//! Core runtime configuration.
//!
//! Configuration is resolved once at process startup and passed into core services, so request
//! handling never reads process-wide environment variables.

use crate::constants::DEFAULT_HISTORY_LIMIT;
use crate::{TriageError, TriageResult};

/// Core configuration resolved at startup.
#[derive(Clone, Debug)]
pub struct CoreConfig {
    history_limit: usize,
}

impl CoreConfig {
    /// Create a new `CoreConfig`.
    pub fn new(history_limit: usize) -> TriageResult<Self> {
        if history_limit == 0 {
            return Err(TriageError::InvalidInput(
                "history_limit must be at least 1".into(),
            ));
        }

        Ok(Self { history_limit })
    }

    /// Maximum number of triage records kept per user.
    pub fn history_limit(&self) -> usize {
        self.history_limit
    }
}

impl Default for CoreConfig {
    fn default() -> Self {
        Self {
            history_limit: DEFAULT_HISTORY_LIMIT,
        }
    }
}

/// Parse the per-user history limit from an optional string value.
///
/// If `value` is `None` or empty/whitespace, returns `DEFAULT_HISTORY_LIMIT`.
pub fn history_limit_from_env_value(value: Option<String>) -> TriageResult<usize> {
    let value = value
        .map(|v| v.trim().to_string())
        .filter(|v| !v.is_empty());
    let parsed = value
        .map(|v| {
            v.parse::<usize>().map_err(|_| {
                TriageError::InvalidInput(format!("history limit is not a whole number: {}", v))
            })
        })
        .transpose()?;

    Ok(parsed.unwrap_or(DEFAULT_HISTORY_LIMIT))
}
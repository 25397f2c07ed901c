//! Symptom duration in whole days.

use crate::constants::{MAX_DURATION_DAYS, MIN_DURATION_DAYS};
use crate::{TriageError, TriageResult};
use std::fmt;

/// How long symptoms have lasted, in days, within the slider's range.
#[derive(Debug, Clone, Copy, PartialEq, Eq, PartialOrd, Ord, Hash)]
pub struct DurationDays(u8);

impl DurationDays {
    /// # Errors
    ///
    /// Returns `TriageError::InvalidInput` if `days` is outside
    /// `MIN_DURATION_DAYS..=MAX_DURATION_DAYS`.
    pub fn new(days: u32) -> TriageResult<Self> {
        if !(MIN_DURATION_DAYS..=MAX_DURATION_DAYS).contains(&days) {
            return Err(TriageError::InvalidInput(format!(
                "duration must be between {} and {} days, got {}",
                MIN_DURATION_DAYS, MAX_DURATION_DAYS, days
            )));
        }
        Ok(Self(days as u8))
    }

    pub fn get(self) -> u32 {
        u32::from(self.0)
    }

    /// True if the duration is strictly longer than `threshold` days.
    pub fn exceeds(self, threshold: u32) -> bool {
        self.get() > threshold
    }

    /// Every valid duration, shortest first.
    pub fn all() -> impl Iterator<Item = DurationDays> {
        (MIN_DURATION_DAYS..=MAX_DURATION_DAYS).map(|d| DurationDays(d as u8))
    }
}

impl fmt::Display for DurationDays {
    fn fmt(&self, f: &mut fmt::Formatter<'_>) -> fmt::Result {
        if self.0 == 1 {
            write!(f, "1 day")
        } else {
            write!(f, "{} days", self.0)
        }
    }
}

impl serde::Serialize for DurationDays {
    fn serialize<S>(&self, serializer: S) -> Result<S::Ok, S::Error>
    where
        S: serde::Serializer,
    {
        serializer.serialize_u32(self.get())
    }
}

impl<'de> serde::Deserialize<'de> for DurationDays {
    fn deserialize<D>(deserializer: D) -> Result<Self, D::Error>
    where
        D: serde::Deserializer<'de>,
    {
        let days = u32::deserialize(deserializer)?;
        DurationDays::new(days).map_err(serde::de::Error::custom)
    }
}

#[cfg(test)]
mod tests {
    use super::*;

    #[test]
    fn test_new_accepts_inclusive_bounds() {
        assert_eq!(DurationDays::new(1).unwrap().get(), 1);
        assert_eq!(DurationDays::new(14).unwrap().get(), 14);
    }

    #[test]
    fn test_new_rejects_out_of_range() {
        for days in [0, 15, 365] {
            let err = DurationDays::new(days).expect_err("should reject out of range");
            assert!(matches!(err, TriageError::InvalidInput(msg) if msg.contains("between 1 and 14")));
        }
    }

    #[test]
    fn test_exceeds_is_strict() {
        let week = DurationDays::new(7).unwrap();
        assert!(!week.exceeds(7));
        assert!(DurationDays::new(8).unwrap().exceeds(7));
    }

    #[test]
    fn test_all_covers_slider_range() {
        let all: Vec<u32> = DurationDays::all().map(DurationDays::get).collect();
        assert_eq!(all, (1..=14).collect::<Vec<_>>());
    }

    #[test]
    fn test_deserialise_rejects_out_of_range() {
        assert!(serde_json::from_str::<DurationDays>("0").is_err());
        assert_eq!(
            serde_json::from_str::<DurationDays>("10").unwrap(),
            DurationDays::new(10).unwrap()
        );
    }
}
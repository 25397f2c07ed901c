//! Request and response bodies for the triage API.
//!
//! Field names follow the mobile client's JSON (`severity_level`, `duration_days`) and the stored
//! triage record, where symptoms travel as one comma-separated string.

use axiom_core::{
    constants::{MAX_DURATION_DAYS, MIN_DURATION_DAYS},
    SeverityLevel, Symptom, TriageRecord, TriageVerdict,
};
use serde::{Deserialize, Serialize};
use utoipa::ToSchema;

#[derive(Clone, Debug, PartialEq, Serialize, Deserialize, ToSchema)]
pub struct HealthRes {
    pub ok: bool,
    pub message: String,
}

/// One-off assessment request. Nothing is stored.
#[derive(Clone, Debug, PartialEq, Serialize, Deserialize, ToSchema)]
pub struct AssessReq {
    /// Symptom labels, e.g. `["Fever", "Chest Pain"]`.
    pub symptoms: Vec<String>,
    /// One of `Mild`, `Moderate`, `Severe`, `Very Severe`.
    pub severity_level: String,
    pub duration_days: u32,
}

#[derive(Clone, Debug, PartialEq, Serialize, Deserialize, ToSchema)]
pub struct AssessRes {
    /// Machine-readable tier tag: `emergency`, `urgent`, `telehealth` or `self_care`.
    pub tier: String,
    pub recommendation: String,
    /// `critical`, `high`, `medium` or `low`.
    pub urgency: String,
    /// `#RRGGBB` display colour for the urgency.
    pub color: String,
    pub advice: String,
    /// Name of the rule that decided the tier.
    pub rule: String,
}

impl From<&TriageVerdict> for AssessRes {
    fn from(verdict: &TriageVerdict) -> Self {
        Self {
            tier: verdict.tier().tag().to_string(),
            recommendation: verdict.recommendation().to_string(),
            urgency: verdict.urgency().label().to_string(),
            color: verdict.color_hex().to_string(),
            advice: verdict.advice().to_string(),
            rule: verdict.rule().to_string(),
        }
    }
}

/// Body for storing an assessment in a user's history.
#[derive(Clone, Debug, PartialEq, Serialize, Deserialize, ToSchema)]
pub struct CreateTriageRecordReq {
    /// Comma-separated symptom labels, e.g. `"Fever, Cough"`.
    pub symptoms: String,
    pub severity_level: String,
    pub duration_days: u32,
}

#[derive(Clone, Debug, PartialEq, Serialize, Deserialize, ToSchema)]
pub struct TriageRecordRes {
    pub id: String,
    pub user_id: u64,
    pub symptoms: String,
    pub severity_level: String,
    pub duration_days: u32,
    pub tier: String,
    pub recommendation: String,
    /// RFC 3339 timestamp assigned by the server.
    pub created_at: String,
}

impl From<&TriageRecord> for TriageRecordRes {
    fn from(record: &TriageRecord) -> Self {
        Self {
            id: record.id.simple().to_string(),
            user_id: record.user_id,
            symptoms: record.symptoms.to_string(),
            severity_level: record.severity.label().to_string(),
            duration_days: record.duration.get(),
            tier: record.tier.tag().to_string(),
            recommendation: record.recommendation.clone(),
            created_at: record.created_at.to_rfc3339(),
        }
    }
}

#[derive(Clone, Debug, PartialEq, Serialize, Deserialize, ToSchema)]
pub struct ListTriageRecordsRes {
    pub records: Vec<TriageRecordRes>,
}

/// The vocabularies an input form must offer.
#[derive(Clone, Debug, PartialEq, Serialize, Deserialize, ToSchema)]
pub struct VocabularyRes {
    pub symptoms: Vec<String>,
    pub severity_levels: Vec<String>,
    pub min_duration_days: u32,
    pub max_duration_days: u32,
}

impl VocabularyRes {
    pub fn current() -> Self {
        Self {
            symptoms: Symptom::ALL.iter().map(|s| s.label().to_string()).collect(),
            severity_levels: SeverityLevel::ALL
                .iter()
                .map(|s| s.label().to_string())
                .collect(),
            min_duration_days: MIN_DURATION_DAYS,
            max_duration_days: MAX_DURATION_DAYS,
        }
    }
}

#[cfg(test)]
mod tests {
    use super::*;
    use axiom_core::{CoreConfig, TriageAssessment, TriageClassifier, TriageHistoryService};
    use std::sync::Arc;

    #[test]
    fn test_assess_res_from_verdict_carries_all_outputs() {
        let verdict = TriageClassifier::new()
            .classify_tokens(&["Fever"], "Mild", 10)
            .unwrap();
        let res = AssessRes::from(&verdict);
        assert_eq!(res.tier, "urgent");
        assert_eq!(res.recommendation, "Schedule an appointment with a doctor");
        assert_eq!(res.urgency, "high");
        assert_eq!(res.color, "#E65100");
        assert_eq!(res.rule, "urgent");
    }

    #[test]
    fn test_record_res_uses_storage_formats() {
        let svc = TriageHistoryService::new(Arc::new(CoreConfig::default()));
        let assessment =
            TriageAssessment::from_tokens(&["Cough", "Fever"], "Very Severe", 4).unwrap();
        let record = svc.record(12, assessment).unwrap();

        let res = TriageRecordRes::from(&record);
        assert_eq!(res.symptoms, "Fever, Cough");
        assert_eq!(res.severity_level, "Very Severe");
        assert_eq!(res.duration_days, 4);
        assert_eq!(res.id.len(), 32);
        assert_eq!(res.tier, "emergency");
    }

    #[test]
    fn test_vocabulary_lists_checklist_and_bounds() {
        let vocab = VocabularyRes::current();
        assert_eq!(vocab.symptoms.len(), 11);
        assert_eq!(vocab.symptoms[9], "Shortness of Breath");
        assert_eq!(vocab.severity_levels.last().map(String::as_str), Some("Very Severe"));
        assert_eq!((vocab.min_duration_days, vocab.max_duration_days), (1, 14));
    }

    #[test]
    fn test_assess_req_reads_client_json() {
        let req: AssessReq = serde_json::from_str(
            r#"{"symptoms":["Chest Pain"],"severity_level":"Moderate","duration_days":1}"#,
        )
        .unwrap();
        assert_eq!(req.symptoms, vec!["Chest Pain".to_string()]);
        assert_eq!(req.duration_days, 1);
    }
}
------------
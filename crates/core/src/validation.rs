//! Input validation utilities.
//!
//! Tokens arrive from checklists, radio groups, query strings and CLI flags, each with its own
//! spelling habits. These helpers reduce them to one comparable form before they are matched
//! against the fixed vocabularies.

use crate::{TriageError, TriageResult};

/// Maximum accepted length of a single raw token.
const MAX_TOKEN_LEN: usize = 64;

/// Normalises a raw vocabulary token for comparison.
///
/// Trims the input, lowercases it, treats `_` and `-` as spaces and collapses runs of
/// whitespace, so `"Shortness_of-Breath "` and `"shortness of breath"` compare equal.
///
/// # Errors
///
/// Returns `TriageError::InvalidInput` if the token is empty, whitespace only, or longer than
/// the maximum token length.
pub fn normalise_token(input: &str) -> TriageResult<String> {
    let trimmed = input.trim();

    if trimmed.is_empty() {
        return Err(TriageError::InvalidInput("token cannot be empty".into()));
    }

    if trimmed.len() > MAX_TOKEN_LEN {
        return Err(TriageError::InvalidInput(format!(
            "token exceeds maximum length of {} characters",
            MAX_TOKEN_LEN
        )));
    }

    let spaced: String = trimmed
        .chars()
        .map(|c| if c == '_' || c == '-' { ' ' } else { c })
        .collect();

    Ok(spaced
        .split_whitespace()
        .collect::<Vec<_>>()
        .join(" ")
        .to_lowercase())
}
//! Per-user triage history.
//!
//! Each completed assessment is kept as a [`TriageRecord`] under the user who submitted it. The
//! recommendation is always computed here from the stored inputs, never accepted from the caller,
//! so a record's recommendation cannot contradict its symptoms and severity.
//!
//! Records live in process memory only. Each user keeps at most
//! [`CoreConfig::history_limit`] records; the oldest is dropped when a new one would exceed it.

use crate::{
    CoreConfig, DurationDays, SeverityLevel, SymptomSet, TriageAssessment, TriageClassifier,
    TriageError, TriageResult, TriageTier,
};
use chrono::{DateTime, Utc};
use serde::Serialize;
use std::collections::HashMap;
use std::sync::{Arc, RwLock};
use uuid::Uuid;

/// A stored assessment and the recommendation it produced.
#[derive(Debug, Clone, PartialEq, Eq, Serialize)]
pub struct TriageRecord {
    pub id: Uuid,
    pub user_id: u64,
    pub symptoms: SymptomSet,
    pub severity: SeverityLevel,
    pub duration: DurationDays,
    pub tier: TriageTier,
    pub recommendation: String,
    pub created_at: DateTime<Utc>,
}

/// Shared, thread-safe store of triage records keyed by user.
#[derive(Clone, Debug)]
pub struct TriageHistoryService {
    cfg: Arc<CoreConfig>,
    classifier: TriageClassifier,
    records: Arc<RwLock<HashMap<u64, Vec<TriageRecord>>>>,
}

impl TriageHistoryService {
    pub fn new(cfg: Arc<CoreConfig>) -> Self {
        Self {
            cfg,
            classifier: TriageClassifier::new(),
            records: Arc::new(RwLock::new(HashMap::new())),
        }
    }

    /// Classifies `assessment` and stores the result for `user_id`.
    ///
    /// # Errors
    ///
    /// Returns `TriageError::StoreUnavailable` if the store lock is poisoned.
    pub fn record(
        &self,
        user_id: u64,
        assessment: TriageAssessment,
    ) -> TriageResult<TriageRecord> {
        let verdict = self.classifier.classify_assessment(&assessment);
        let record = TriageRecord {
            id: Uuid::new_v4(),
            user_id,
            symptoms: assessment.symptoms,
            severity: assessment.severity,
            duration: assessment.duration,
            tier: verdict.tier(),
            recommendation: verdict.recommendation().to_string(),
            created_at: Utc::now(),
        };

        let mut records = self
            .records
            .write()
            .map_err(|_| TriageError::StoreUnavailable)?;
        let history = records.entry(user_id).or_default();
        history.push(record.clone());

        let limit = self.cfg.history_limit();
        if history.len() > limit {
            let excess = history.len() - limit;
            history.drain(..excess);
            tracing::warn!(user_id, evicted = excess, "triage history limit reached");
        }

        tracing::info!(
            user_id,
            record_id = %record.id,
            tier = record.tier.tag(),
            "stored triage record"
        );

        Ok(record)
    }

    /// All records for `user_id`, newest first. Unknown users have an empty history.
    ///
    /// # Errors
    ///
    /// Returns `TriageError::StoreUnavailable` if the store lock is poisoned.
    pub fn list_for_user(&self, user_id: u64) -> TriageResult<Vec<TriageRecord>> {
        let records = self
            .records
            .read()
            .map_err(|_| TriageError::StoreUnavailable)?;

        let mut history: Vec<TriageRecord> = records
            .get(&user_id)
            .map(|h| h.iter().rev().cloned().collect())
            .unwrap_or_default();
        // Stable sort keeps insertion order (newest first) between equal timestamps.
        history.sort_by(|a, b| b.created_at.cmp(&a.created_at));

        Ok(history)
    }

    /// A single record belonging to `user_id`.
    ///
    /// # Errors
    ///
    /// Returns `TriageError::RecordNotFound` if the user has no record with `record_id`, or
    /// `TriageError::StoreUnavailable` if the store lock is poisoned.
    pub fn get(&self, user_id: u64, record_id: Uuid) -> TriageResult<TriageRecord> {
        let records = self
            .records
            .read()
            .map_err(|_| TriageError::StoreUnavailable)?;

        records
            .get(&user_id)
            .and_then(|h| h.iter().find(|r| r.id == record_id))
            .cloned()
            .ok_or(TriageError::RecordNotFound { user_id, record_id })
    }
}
------------
## [Exercise objective]
Report each line above containing the string "write".

## [Output of the task]
            write!(f, "1 day")
            write!(f, "{} days", self.0)
            .write()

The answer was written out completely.